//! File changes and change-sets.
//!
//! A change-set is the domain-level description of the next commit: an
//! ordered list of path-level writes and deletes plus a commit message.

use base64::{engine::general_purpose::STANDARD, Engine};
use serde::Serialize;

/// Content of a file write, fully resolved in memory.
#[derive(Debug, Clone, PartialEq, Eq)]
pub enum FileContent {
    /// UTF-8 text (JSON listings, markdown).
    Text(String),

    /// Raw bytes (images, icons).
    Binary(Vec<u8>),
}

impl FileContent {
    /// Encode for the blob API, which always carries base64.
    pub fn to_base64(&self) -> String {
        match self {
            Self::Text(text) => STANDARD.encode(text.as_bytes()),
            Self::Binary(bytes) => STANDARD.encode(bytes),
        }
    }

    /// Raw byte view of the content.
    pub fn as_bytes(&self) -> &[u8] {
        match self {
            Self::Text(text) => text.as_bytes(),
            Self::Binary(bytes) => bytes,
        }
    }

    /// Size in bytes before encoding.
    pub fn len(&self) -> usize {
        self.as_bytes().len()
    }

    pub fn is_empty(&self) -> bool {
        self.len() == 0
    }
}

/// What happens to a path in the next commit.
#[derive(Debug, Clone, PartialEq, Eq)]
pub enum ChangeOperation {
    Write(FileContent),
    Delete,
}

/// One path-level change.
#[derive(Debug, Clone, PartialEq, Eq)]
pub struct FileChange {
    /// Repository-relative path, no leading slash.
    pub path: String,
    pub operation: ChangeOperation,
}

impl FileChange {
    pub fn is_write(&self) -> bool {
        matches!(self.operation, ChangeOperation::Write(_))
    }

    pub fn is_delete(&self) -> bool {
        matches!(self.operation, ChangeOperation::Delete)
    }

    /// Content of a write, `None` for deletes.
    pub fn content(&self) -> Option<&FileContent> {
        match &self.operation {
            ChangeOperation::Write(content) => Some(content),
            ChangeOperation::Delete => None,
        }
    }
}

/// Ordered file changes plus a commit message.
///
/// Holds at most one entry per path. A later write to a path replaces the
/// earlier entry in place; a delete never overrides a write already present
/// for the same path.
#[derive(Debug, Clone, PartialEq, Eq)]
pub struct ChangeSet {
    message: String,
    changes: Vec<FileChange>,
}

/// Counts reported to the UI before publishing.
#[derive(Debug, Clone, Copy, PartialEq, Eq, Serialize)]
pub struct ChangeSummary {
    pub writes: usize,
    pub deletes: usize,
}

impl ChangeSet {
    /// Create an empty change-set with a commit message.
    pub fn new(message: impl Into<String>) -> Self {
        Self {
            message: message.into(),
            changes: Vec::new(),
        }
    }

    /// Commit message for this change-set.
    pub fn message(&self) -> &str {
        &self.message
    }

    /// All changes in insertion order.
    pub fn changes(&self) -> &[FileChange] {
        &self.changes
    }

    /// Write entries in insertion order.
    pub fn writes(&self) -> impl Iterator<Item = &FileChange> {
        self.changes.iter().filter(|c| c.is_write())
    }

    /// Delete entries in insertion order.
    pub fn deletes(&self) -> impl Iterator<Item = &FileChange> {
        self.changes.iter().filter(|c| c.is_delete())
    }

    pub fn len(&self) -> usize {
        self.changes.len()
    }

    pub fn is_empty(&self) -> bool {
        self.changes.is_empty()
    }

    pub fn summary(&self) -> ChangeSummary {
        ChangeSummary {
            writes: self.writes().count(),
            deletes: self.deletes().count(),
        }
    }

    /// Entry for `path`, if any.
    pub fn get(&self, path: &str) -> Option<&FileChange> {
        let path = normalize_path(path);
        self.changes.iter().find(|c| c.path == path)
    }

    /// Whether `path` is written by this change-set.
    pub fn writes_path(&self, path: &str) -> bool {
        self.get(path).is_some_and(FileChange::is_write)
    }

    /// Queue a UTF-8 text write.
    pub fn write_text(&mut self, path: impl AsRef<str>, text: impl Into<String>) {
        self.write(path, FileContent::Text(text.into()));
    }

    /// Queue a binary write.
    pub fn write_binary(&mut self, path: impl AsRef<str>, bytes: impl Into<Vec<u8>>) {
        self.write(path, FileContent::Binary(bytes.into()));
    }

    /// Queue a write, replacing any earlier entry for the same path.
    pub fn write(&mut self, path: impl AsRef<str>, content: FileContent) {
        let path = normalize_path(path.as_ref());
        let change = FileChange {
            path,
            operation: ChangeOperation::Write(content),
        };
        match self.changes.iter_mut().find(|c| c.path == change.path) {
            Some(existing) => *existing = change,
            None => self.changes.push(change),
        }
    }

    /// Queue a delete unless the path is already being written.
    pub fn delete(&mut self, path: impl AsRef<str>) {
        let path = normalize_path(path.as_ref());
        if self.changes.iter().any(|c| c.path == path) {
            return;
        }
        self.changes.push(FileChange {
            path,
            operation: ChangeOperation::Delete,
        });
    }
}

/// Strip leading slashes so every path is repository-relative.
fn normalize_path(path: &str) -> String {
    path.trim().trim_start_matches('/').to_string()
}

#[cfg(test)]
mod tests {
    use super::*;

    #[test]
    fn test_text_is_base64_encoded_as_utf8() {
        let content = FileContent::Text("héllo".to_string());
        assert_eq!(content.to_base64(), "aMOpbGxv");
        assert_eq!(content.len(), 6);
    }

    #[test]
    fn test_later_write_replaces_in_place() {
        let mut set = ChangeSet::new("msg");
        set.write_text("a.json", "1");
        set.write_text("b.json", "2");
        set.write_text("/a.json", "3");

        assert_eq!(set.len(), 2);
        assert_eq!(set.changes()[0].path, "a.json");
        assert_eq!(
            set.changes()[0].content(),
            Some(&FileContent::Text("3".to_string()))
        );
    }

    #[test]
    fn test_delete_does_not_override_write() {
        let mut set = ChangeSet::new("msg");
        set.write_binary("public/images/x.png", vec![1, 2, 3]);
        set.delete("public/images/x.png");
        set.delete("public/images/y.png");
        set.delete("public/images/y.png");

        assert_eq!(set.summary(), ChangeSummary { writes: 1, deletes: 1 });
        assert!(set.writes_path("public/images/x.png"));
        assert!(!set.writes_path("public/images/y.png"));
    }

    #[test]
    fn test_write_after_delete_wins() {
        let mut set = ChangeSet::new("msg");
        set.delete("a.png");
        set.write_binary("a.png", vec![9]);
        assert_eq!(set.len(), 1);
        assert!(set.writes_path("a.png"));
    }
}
::::
## Task objective
What lines in the material include the string "AsRef"? Pull each one out.

## Answer for the task
    pub fn write_text(&mut self, path: impl AsRef<str>, text: impl Into<String>) {
    pub fn write_binary(&mut self, path: impl AsRef<str>, bytes: impl Into<Vec<u8>>) {
    pub fn write(&mut self, path: impl AsRef<str>, content: FileContent) {
    pub fn delete(&mut self, path: impl AsRef<str>) {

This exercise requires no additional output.